Note: This is a response to Alisa Childers’ recent article at The Gospel Coalition, “Why We Should Not Redeem ‘Deconstruction‘.” Maybe peruse it first before reading on.
Many years ago, my Christian beliefs were challenged intellectually by a Fundamentalist Evangelical Christian pastor. It threw me into a need for certainty that took several years to fully come out of. I found out later that he himself had already bought into a modernist worldview that needed to be grounded in certainty and had hoped to propel his congregation into a need for certainty so he could convert them to Fundamentalist Evangelical Christianity. He was very good at it. In fact, he was almost totally successful. A few of us came back around to a historically Christian understanding of the gospel, but most did not.
From Movement to Hashtag
As of today, there are around 660 million Evangelicals using hashtags like #blessed and #letsgobrandon.

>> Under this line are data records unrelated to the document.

//! Outbound channel adapters.
//!
//! Email: SendGrid delivery and event webhook parsing.
//! Attribution: Meta Conversions API transport and deduplicating reporter.
//! Templates: compiled-in sequence copy behind the `ContentBinder` contract.

pub mod attribution;
pub mod email;
pub mod templates;
pub mod testing;

pub use attribution::{ConversionReporter, MetaConversionsApi};
pub use email::{SendGridEvent, SendGridProvider};
pub use templates::SequenceTemplates;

That is around 26% of all Christians worldwide. The vast majority are people who believe that if you’re part of the 74% who aren’t Fundamentalist Evangelical you’re not a real Christian, or at least not as good as them, and not at all concerned about white supremacy or the harm caused by patriarchal social structures.

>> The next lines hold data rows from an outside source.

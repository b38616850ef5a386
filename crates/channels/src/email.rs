//! SendGrid email delivery and event webhook parsing.
//!
//! Outbound mail carries the session id and correlation tag as `custom_args`;
//! SendGrid echoes them back on every open/click event, which is how
//! engagement is matched to the history entry that produced it.

use std::time::Duration;

use async_trait::async_trait;
use chrono::{DateTime, TimeZone, Utc};
use nurture_core::channels::{MessageSender, OutboundMessage, SendReceipt};
use nurture_core::config::SendGridConfig;
use nurture_core::error::{NurtureError, NurtureResult};
use nurture_core::types::{EngagementEvent, EngagementKind, InboundSignal};
use serde::{Deserialize, Serialize};
use tracing::{debug, info};
use uuid::Uuid;

/// SendGrid email provider.
pub struct SendGridProvider {
    config: SendGridConfig,
    client: reqwest::Client,
}

impl SendGridProvider {
    pub fn new(config: SendGridConfig, timeout: Duration) -> NurtureResult<Self> {
        let client = reqwest::Client::builder()
            .timeout(timeout)
            .build()
            .map_err(|e| NurtureError::Config(format!("sendgrid client: {e}")))?;
        info!(
            from = %config.from_email,
            open_tracking = config.open_tracking,
            click_tracking = config.click_tracking,
            "SendGrid provider initialized"
        );
        Ok(Self { config, client })
    }

    pub fn is_configured(&self) -> bool {
        !self.config.api_key.trim().is_empty()
    }

    /// Builds the v3 `mail/send` request body.
    pub fn build_payload(&self, message: &OutboundMessage) -> serde_json::Value {
        serde_json::json!({
            "personalizations": [{
                "to": [{"email": message.to}],
                "custom_args": message.tracking.custom_args(),
            }],
            "from": {
                "email": self.config.from_email,
                "name": self.config.from_name,
            },
            "subject": message.subject,
            "content": [
                {"type": "text/plain", "value": message.text},
                {"type": "text/html", "value": message.html},
            ],
            "tracking_settings": {
                "click_tracking": {"enable": self.config.click_tracking},
                "open_tracking": {"enable": self.config.open_tracking},
            }
        })
    }
}

#[async_trait]
impl MessageSender for SendGridProvider {
    async fn send(&self, message: &OutboundMessage) -> NurtureResult<SendReceipt> {
        if !self.is_configured() {
            return Err(NurtureError::Config("SendGrid API key is not set".into()));
        }

        debug!(
            session_id = %message.tracking.session_id,
            tag = %message.tracking.correlation_tag,
            subject = %message.subject,
            "Sending email via SendGrid"
        );

        let url = format!(
            "{}/v3/mail/send",
            self.config.api_base_url.trim_end_matches('/')
        );
        let resp = self
            .client
            .post(&url)
            .bearer_auth(&self.config.api_key)
            .json(&self.build_payload(message))
            .send()
            .await
            .map_err(|e| NurtureError::Http(format!("SendGrid request failed: {e}")))?;

        let status = resp.status();
        if !status.is_success() {
            let body = resp.text().await.unwrap_or_default();
            metrics::counter!("nurture.sendgrid.rejected").increment(1);
            return Err(NurtureError::Send(format!("SendGrid returned {status}: {body}")));
        }

        let provider_message_id = resp
            .headers()
            .get("x-message-id")
            .and_then(|v| v.to_str().ok())
            .map(str::to_string)
            .unwrap_or_else(|| format!("sg-{}", Uuid::new_v4()));

        metrics::counter!("nurture.sendgrid.accepted").increment(1);
        Ok(SendReceipt {
            provider_message_id,
            accepted_at: Utc::now(),
        })
    }

    fn provider_name(&self) -> &'static str {
        "sendgrid"
    }
}

// ─── Event Webhook ──────────────────────────────────────────────────────────

/// One element of a SendGrid event webhook batch. Custom args are flattened
/// into the event object by SendGrid.
#[derive(Debug, Clone, Serialize, Deserialize)]
pub struct SendGridEvent {
    #[serde(default)]
    pub email: String,
    pub timestamp: i64,
    pub event: String,
    #[serde(default)]
    pub url: Option<String>,
    #[serde(default)]
    pub sg_message_id: Option<String>,
    #[serde(default)]
    pub session_id: Option<String>,
    #[serde(default)]
    pub email_id: Option<String>,
    /// Echoed as a string custom arg, but tolerated as a number.
    #[serde(default)]
    pub stage: Option<serde_json::Value>,
    #[serde(default)]
    pub scenario: Option<String>,
}

impl SendGridEvent {
    fn occurred_at(&self) -> NurtureResult<DateTime<Utc>> {
        Utc.timestamp_opt(self.timestamp, 0)
            .single()
            .ok_or_else(|| NurtureError::MalformedPayload(format!("bad timestamp {}", self.timestamp)))
    }

    fn session_uuid(&self) -> NurtureResult<Uuid> {
        let raw = self
            .session_id
            .as_deref()
            .ok_or_else(|| NurtureError::MalformedPayload("missing session_id".into()))?;
        Uuid::parse_str(raw.trim())
            .map_err(|_| NurtureError::MalformedPayload(format!("bad session_id '{raw}'")))
    }

    fn stage_number(&self) -> Option<u32> {
        match self.stage.as_ref()? {
            serde_json::Value::Number(n) => n.as_u64().and_then(|n| u32::try_from(n).ok()),
            serde_json::Value::String(s) => s.trim().parse().ok(),
            _ => None,
        }
    }

    /// Classifies the provider event. Events that concern a session but lack
    /// a usable session id or timestamp are malformed.
    pub fn into_signal(self) -> NurtureResult<InboundSignal> {
        let kind = match self.event.as_str() {
            "open" => EngagementKind::Opened,
            "click" => EngagementKind::Clicked,
            "unsubscribe" | "group_unsubscribe" | "spamreport" => {
                return Ok(InboundSignal::OptOut {
                    session_id: self.session_uuid()?,
                    occurred_at: self.occurred_at()?,
                });
            }
            _ => return Ok(InboundSignal::Ignored { kind: self.event }),
        };

        let correlation_tag = self
            .email_id
            .as_deref()
            .map(str::trim)
            .filter(|t| !t.is_empty())
            .map(str::to_string);

        Ok(InboundSignal::Engagement(EngagementEvent {
            session_id: self.session_uuid()?,
            kind,
            occurred_at: self.occurred_at()?,
            correlation_tag,
            stage: self.stage_number(),
            url: self.url.clone(),
        }))
    }
}

/// Parses one raw batch element.
pub fn parse_event(raw: &serde_json::Value) -> NurtureResult<InboundSignal> {
    let event: SendGridEvent = serde_json::from_value(raw.clone())
        .map_err(|e| NurtureError::MalformedPayload(e.to_string()))?;
    event.into_signal()
}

There are so many photos of Fundamentalist Evangelical clothing (apparently this is a thing?) and a plethora of insults, mockery, and anger are hurled at people the church is called to love.

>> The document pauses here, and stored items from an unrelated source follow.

use serde::{Deserialize, Serialize};

use nurture_core::error::{NurtureError, NurtureResult};
use nurture_core::types::SessionRecord;

use crate::policy::StageDelayPolicy;

/// Lifecycle of a nurture session, derived from its flags.
#[derive(Debug, Clone, Copy, PartialEq, Eq, Hash, Serialize, Deserialize)]
#[serde(rename_all = "snake_case")]
pub enum SessionState {
    /// No scenario yet; nothing will be sent.
    Pending,
    Nurturing,
    /// Every stage of the sequence has been sent.
    Exhausted,
    /// A send window was missed and the sequence stopped there.
    Lapsed,
    Converted,
    OptedOut,
    Archived,
}

impl SessionState {
    /// Payment wins over everything else, then the explicit opt-out, then
    /// housekeeping, then sequence position.
    pub fn of(session: &SessionRecord) -> Self {
        if session.paid {
            Self::Converted
        } else if session.opted_out {
            Self::OptedOut
        } else if session.archived {
            Self::Archived
        } else if session.lapsed_stage.is_some() {
            Self::Lapsed
        } else {
            match session.scenario {
                None => Self::Pending,
                Some(scenario) if session.stage >= StageDelayPolicy::sequence_len(scenario) => {
                    Self::Exhausted
                }
                Some(_) => Self::Nurturing,
            }
        }
    }

    pub fn as_str(&self) -> &'static str {
        match self {
            Self::Pending => "pending",
            Self::Nurturing => "nurturing",
            Self::Exhausted => "exhausted",
            Self::Lapsed => "lapsed",
            Self::Converted => "converted",
            Self::OptedOut => "opted_out",
            Self::Archived => "archived",
        }
    }
}

/// Describes a single valid state transition for a nurture session.
#[derive(Debug, Clone, Serialize, Deserialize)]
pub struct StateTransition {
    pub from: SessionState,
    pub to: SessionState,
    pub trigger: &'static str,
}

/// Enforces the finite set of valid session lifecycle transitions.
#[derive(Debug, Clone)]
pub struct SessionStateMachine {
    transitions: Vec<StateTransition>,
}

impl SessionStateMachine {
    pub fn new() -> Self {
        use SessionState::*;

        let table: [(SessionState, SessionState, &'static str); 17] = [
            // Pending ->
            (Pending, Nurturing, "scenario_assigned"),
            (Pending, Converted, "payment_completed"),
            (Pending, OptedOut, "unsubscribed"),
            (Pending, Archived, "stale"),
            // Nurturing ->
            (Nurturing, Exhausted, "sequence_finished"),
            (Nurturing, Lapsed, "window_missed"),
            (Nurturing, Converted, "payment_completed"),
            (Nurturing, OptedOut, "unsubscribed"),
            (Nurturing, Archived, "stale"),
            // Closed sequences still convert and opt out.
            (Exhausted, Converted, "payment_completed"),
            (Exhausted, OptedOut, "unsubscribed"),
            (Exhausted, Archived, "stale"),
            (Lapsed, Converted, "payment_completed"),
            (Lapsed, OptedOut, "unsubscribed"),
            (Lapsed, Archived, "stale"),
            (Archived, Converted, "payment_completed"),
            (OptedOut, Converted, "payment_completed"),
        ];

        Self {
            transitions: table
                .into_iter()
                .map(|(from, to, trigger)| StateTransition { from, to, trigger })
                .collect(),
        }
    }

    pub fn can_transition(&self, from: SessionState, to: SessionState) -> bool {
        self.transitions.iter().any(|t| t.from == from && t.to == to)
    }

    /// Checks `from -> to` and returns the trigger name for logging.
    pub fn check(&self, from: SessionState, to: SessionState) -> NurtureResult<&'static str> {
        self.transitions
            .iter()
            .find(|t| t.from == from && t.to == to)
            .map(|t| t.trigger)
            .ok_or_else(|| {
                NurtureError::Conflict(format!(
                    "invalid session transition from {} to {}",
                    from.as_str(),
                    to.as_str()
                ))
            })
    }
}

impl Default for SessionStateMachine {
    fn default() -> Self {
        Self::new()
    }
}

Online, there are countless counseling sites which will facilitate your fundamentalism and reconstruct your modern mindset and need for certainty. There are conferences you can attend to be taught how to follow your male leader without question, be told that if you don’t believe in Fundamentalist Evangelical Christianity you’re not a true Christian, and learn to embrace what basically added up to warmed-over American exceptionalism.
My Kingdom for a Definition
In my book, which chronicles my own fundamentalist journey, I define fundamentalism as an emphasis on knowledge and belief so that what matters in Christian faith is thinking “true” thoughts. I would add that it rarely retains any vestiges of the faith I find in the Scriptures, where there are almost no places where it endorses a view of truth as “believing the right doctrine.”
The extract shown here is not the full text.